Segundo o Instituto Brasileiro de Mineração (Ibram), grande parte deste ouro é exportado. Os principais mercados são a Alemanha, que comprou em 2018 cerca de 20% do ouro minerado no país, seguida pelo Reino Unido e Suíça.

Apesar dos números expressivos, o potencial de extração de ouro brasileiro ainda é desconhecido. “São necessário investimentos para que o país conheça melhor seus recursos geológicos e melhore a segurança jurídica para quem for fazer a exploração”, disse Wilson Brumer, presidente do Conselho Diretor do Ibram.

Mercado ilegal

Apesar dos números de extração de ouro no país serem impressionantes, há ainda o mercado ilegal, tanto de extração como de comércio do metal precioso.

Não há dados atualizados precisos sobre este comércio, mas, recentemente, por exemplo, a Polícia Federal e a Receita chegaram a apreender mais de R$ 146 milhões com pessoas ligados a um esquema de extração e comércio ilegal do mineral para lavagem de dinheiro.

“A extração ilegal tem uma série de riscos, que vão desde as condições insalubres e os riscos ao meio ambiente, chegando até o destino deste ouro”, afirma Brumer, que ressalta que o país ainda precisa aperfeiçoar muito o combate ao garimpo ilegal.

No começo de junho, um avião com mais de 100 kg de ouro foi apreendido em Goiás, com uma carga avaliada em mais de R$ 18 milhões e sem nenhum registro de procedência.

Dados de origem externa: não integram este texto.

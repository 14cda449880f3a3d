//! Data models
//!
//! Rust structs for food items and the persisted tracker records.

mod checklist;
mod food_item;
mod meal;
mod nutrition;
mod profile;
mod weigh_in;
mod workout;

pub use checklist::{completion_percent, ChecklistItem};
pub use food_item::{FoodField, FoodItem};
pub use meal::{Meal, MealCreate, MealSource, MealType};
pub use nutrition::{MacroSource, NutritionTotals};
pub use profile::{DailyGoals, ProfileUpdate, UserProfile};
pub use weigh_in::WeighIn;
pub use workout::{estimate_calories_burned, Workout, WorkoutCreate, WorkoutType, WORKOUT_TYPES};
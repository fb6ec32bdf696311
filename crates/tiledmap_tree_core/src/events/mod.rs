//! Change notifications for maps and projects.
//!
//! Every [`Map`] owns an [`Observers`] registry. Mutations emit a [`MapEvent`]
//! which is delivered synchronously, in registration order, to each observer
//! whose filter accepts it. Projects do the same with [`ProjectEvent`].
//!
//! # Example
//!
//! ```
//! use std::cell::Cell;
//! use std::rc::Rc;
//! use tiledmap_tree_core::prelude::*;
//!
//! let map = Map::new(1);
//! let resized = Rc::new(Cell::new(0));
//!
//! let counter = resized.clone();
//! map.subscribe_to(MapEventKind::SizeChanged, move |event| {
//!     if let MapEvent::SizeChanged { width, .. } = event {
//!         counter.set(*width);
//!     }
//! });
//!
//! map.set_width(40);
//! assert_eq!(resized.get(), 40);
//! ```

use std::cell::RefCell;
use std::collections::VecDeque;
use std::fmt;

use crate::layer::{Layer, MapObject};
use crate::map::Map;
use crate::tileset::TilesetRef;

/// Handle returned by `subscribe`, used to unsubscribe later.
#[derive(Debug, Clone, Copy, PartialEq, Eq, Hash, PartialOrd, Ord)]
pub struct ObserverId(u64);

/// An event type with a fieldless tag observers can filter on.
pub trait TaggedEvent {
    type Kind: Copy + Eq + fmt::Debug;

    fn kind(&self) -> Self::Kind;
}

/// Fired by a [`Map`] on its own observers.
#[derive(Debug, Clone)]
pub enum MapEvent {
    /// The map was mounted under `new_parent`, or unmounted when `None`.
    ParentChanged { new_parent: Option<Map> },
    /// `new_child` now lists this map as its parent.
    ChildAdded { new_child: Map },
    /// `old_child` no longer lists this map as its parent.
    ChildRemoved { old_child: Map },
    PropertyChanged { property: String, new_value: String },
    /// Grid dimensions changed. Tile layer payloads are left as they were.
    SizeChanged { width: u32, height: u32 },
    /// A tileset was bound with its first tile at `gid`.
    TilesetAdded { gid: u32, tileset: TilesetRef },
    /// `layer` was appended at `index`.
    LayerAdded { index: usize, layer: Layer },
    /// `object` was placed on the object layer at `layer`.
    ObjectAdded { layer: usize, object: MapObject },
}

#[derive(Debug, Clone, Copy, PartialEq, Eq, Hash)]
pub enum MapEventKind {
    ParentChanged,
    ChildAdded,
    ChildRemoved,
    PropertyChanged,
    SizeChanged,
    TilesetAdded,
    LayerAdded,
    ObjectAdded,
}

impl TaggedEvent for MapEvent {
    type Kind = MapEventKind;

    fn kind(&self) -> MapEventKind {
        match self {
            MapEvent::ParentChanged { .. } => MapEventKind::ParentChanged,
            MapEvent::ChildAdded { .. } => MapEventKind::ChildAdded,
            MapEvent::ChildRemoved { .. } => MapEventKind::ChildRemoved,
            MapEvent::PropertyChanged { .. } => MapEventKind::PropertyChanged,
            MapEvent::SizeChanged { .. } => MapEventKind::SizeChanged,
            MapEvent::TilesetAdded { .. } => MapEventKind::TilesetAdded,
            MapEvent::LayerAdded { .. } => MapEventKind::LayerAdded,
            MapEvent::ObjectAdded { .. } => MapEventKind::ObjectAdded,
        }
    }
}

/// Fired by a [`MapProject`](crate::project::MapProject) when its list of root maps changes.
///
/// These are distinct from the per-map parent/child events: unmounting a map
/// emits `ParentChanged` on the map, and only becomes a `RootMapAdded` once the
/// project adopts it.
#[derive(Debug, Clone)]
pub enum ProjectEvent {
    RootMapAdded { map: Map },
    RootMapRemoved { map: Map },
}

#[derive(Debug, Clone, Copy, PartialEq, Eq, Hash)]
pub enum ProjectEventKind {
    RootMapAdded,
    RootMapRemoved,
}

impl TaggedEvent for ProjectEvent {
    type Kind = ProjectEventKind;

    fn kind(&self) -> ProjectEventKind {
        match self {
            ProjectEvent::RootMapAdded { .. } => ProjectEventKind::RootMapAdded,
            ProjectEvent::RootMapRemoved { .. } => ProjectEventKind::RootMapRemoved,
        }
    }
}

type Callback<E> = Box<dyn FnMut(&E)>;

struct Entry<E: TaggedEvent> {
    id: ObserverId,
    filter: Option<E::Kind>,
    callback: Callback<E>,
}

struct Registry<E: TaggedEvent> {
    next_id: u64,
    entries: Vec<Entry<E>>,
    /// Ids of entries taken out for a dispatch in progress
    in_flight: Vec<ObserverId>,
    /// In-flight ids unsubscribed during that dispatch
    removed: Vec<ObserverId>,
    dispatching: bool,
    /// Events emitted by callbacks, delivered once the current one is done
    pending: VecDeque<E>,
}

/// Synchronous observer registry.
///
/// Observers may subscribe, unsubscribe and emit from inside a callback.
/// Observers added during a dispatch first hear the next event; one removed
/// during a dispatch hears nothing more, including the rest of the current one.
/// An event emitted from a callback is queued and delivered to every observer
/// right after the current event, before the outer `emit` returns.
pub struct Observers<E: TaggedEvent> {
    registry: RefCell<Registry<E>>,
}

impl<E: TaggedEvent> Default for Observers<E> {
    fn default() -> Self {
        Self {
            registry: RefCell::new(Registry {
                next_id: 0,
                entries: Vec::new(),
                in_flight: Vec::new(),
                removed: Vec::new(),
                dispatching: false,
                pending: VecDeque::new(),
            }),
        }
    }
}

impl<E: TaggedEvent> Observers<E> {
    pub fn new() -> Self {
        Self::default()
    }

    /// Observe every event.
    pub fn subscribe(&self, callback: impl FnMut(&E) + 'static) -> ObserverId {
        self.register(None, Box::new(callback))
    }

    /// Observe only events of `kind`.
    pub fn subscribe_to(&self, kind: E::Kind, callback: impl FnMut(&E) + 'static) -> ObserverId {
        self.register(Some(kind), Box::new(callback))
    }

    fn register(&self, filter: Option<E::Kind>, callback: Callback<E>) -> ObserverId {
        let mut registry = self.registry.borrow_mut();
        let id = ObserverId(registry.next_id);
        registry.next_id += 1;
        registry.entries.push(Entry {
            id,
            filter,
            callback,
        });
        id
    }

    /// Remove an observer. Returns `false` if `id` was not registered.
    pub fn unsubscribe(&self, id: ObserverId) -> bool {
        let mut registry = self.registry.borrow_mut();
        if let Some(index) = registry.entries.iter().position(|e| e.id == id) {
            registry.entries.remove(index);
            return true;
        }
        if registry.in_flight.contains(&id) && !registry.removed.contains(&id) {
            registry.removed.push(id);
            return true;
        }
        false
    }

    /// Number of registered observers.
    pub fn len(&self) -> usize {
        let registry = self.registry.borrow();
        registry.entries.len() + registry.in_flight.len() - registry.removed.len()
    }

    pub fn is_empty(&self) -> bool {
        self.len() == 0
    }

    /// Deliver `event` to every accepting observer, in registration order.
    ///
    /// Called from inside a callback, the event waits until the event being
    /// delivered has reached every observer.
    pub fn emit(&self, event: &E)
    where
        E: Clone,
    {
        {
            let mut registry = self.registry.borrow_mut();
            if registry.dispatching {
                registry.pending.push_back(event.clone());
                return;
            }
            registry.dispatching = true;
        }

        self.dispatch(event);
        loop {
            let mut registry = self.registry.borrow_mut();
            let Some(next) = registry.pending.pop_front() else {
                registry.dispatching = false;
                break;
            };
            drop(registry);
            self.dispatch(&next);
        }
    }

    fn dispatch(&self, event: &E) {
        let mut dispatching = {
            let mut registry = self.registry.borrow_mut();
            let entries = std::mem::take(&mut registry.entries);
            registry.in_flight.extend(entries.iter().map(|e| e.id));
            entries
        };

        let kind = event.kind();
        for entry in &mut dispatching {
            if self.registry.borrow().removed.contains(&entry.id) {
                continue;
            }
            if entry.filter.is_none_or(|filter| filter == kind) {
                (entry.callback)(event);
            }
        }

        let mut registry = self.registry.borrow_mut();
        let registry = &mut *registry;
        registry.in_flight.retain(|id| !dispatching.iter().any(|e| e.id == *id));
        dispatching.retain(|e| {
            if let Some(index) = registry.removed.iter().position(|id| *id == e.id) {
                registry.removed.swap_remove(index);
                false
            } else {
                true
            }
        });
        // Entries registered during the dispatch come after the dispatched ones
        dispatching.append(&mut registry.entries);
        registry.entries = dispatching;
    }
}

impl<E: TaggedEvent> fmt::Debug for Observers<E> {
    fn fmt(&self, f: &mut fmt::Formatter<'_>) -> fmt::Result {
        f.debug_struct("Observers").field("len", &self.len()).finish()
    }
}
//! Loading and saving whole map trees.
//!
//! A tree on disk is a maps directory holding one file per map plus a
//! hierarchy descriptor recording which map nests under which. Saving is
//! all-or-nothing with respect to validation: a forest with a duplicated map id
//! is rejected before anything is written. After validation the directory is
//! wiped and rewritten; an I/O failure part way through leaves it partially
//! written.

use std::collections::HashSet;
use std::fs;
use std::path::Path;

use tiledmap_tree_assets::assets::hierarchy::HierarchyNode;
use tiledmap_tree_assets::loaders::hierarchy::{read_hierarchy, write_hierarchy};
use tiledmap_tree_assets::paths::require_directory;
use tracing::{debug, info, trace, warn};

use crate::config::MapTreeConfig;
use crate::error::TreeError;
use crate::map::Map;
use crate::map_file::MapFileCodec;

#[derive(Debug, Default)]
pub struct MapTreeService {
    codec: MapFileCodec,
}

impl MapTreeService {
    pub fn new(config: &MapTreeConfig) -> Self {
        Self::with_codec(MapFileCodec::new(config))
    }

    pub fn with_codec(codec: MapFileCodec) -> Self {
        Self { codec }
    }

    pub fn codec(&self) -> &MapFileCodec {
        &self.codec
    }

    /// Load every map named by the hierarchy descriptor and rebuild the tree shape.
    ///
    /// Returns the root maps in descriptor order, with their subtrees mounted.
    ///
    /// # Errors
    /// * [`TreeError::InvalidPath`] if `maps_directory` does not exist
    /// * [`TreeError::Codec`] if the descriptor or a map file is missing or malformed
    pub fn load_tree(
        &self,
        maps_directory: &Path,
        hierarchy_path: &Path,
    ) -> Result<Vec<Map>, TreeError> {
        require_directory(maps_directory)?;
        info!(
            "Loading map tree from {} ({})",
            maps_directory.display(),
            hierarchy_path.display()
        );

        let records = read_hierarchy(hierarchy_path)?;
        let mut listed = HashSet::new();
        for id in records.iter().flat_map(HierarchyNode::ids) {
            if !listed.insert(id) {
                // Loaded anyway; the next save refuses until it is fixed
                warn!(
                    "Hierarchy {} lists map {id} more than once",
                    hierarchy_path.display()
                );
            }
        }

        let mut roots = Vec::with_capacity(records.len());
        for record in &records {
            roots.push(self.load_record(maps_directory, record, None)?);
        }

        info!(
            "Loaded map tree: {} roots, {} maps",
            roots.len(),
            all_maps(&roots).count()
        );
        Ok(roots)
    }

    fn load_record(
        &self,
        maps_directory: &Path,
        record: &HierarchyNode,
        parent: Option<&Map>,
    ) -> Result<Map, TreeError> {
        let path = self.codec.path_for(maps_directory, record.id);
        let map = self.codec.decode(&path)?;
        map.set_parent(parent)?;
        for child in &record.children {
            self.load_record(maps_directory, child, Some(&map))?;
        }
        Ok(map)
    }

    /// Validate, then replace the contents of `maps_directory` with `roots`.
    ///
    /// 1. Walk every tree and fail on the first map id seen twice; nothing is
    ///    touched on disk in that case.
    /// 2. Remove everything in `maps_directory`.
    /// 3. Write the hierarchy descriptor to `hierarchy_path`.
    /// 4. Write every map file.
    ///
    /// # Errors
    /// * [`TreeError::DuplicateMapId`] from validation
    /// * [`TreeError::InvalidPath`] if `maps_directory` does not exist
    /// * [`TreeError::Io`] / [`TreeError::Codec`] while writing
    pub fn save_tree(
        &self,
        maps_directory: &Path,
        hierarchy_path: &Path,
        roots: &[Map],
    ) -> Result<(), TreeError> {
        validate(roots)?;
        require_directory(maps_directory)?;
        info!(
            "Saving map tree to {} ({} roots)",
            maps_directory.display(),
            roots.len()
        );

        clear_directory(maps_directory)?;
        write_hierarchy(&hierarchy_of(roots), hierarchy_path)?;

        let mut written = 0usize;
        for map in all_maps(roots) {
            let path = self.codec.encode(&map, maps_directory)?;
            trace!("Wrote map {} to {}", map.id(), path.display());
            written += 1;
        }

        info!("Saved map tree: {written} maps");
        Ok(())
    }
}

/// Fail with [`TreeError::DuplicateMapId`] on the first id met twice in a
/// depth-first walk of `roots`.
pub fn validate(roots: &[Map]) -> Result<(), TreeError> {
    let mut seen = HashSet::new();
    for map in all_maps(roots) {
        if !seen.insert(map.id()) {
            warn!("Map tree has duplicate map id {}", map.id());
            return Err(TreeError::DuplicateMapId(map.id()));
        }
    }
    Ok(())
}

/// Every map of the forest, each tree in pre-order.
pub fn all_maps(roots: &[Map]) -> impl Iterator<Item = Map> + '_ {
    roots.iter().flat_map(|root| root.descendants(true))
}

/// First map with `id`, searching tree by tree in pre-order.
pub fn find_map(roots: &[Map], id: u32) -> Option<Map> {
    all_maps(roots).find(|map| map.id() == id)
}

/// One past the highest map id in the forest; 1 for an empty forest.
/// `None` when the highest id is `u32::MAX`.
pub fn next_free_id(roots: &[Map]) -> Option<u32> {
    all_maps(roots)
        .map(|map| map.id())
        .max()
        .unwrap_or(0)
        .checked_add(1)
}

/// The descriptor records for the current shape of `roots`.
pub fn hierarchy_of(roots: &[Map]) -> Vec<HierarchyNode> {
    roots.iter().map(hierarchy_node).collect()
}

fn hierarchy_node(map: &Map) -> HierarchyNode {
    HierarchyNode::with_children(
        map.id(),
        map.children().iter().map(hierarchy_node).collect(),
    )
}

fn clear_directory(directory: &Path) -> Result<(), TreeError> {
    let entries = fs::read_dir(directory).map_err(|e| TreeError::io(directory, e))?;
    for entry in entries {
        let entry = entry.map_err(|e| TreeError::io(directory, e))?;
        let path = entry.path();
        let file_type = entry.file_type().map_err(|e| TreeError::io(&path, e))?;
        let removed = if file_type.is_dir() {
            fs::remove_dir_all(&path)
        } else {
            fs::remove_file(&path)
        };
        removed.map_err(|e| TreeError::io(&path, e))?;
    }
    debug!("Cleared {}", directory.display());
    Ok(())
}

Segundo a Polícia Federal, quem extrai ouro sem a devida autorização da União pode ser indiciado por usurpação de matéria-prima, pois, mesmo que você extraia o ouro em uma propriedade privada, é necessário uma autorização do governo para que o mineral possa ser retirado e vendido.

Destinação

Apesar de parecer óbvio, boa parte desse ouro não vira joias ou lingotes. Atualmente, o ouro é utilizado principalmente em componentes eletrônicos, tais como celulares e computadores, além de outros setores como o hospitalar, odontológico e da construção civil.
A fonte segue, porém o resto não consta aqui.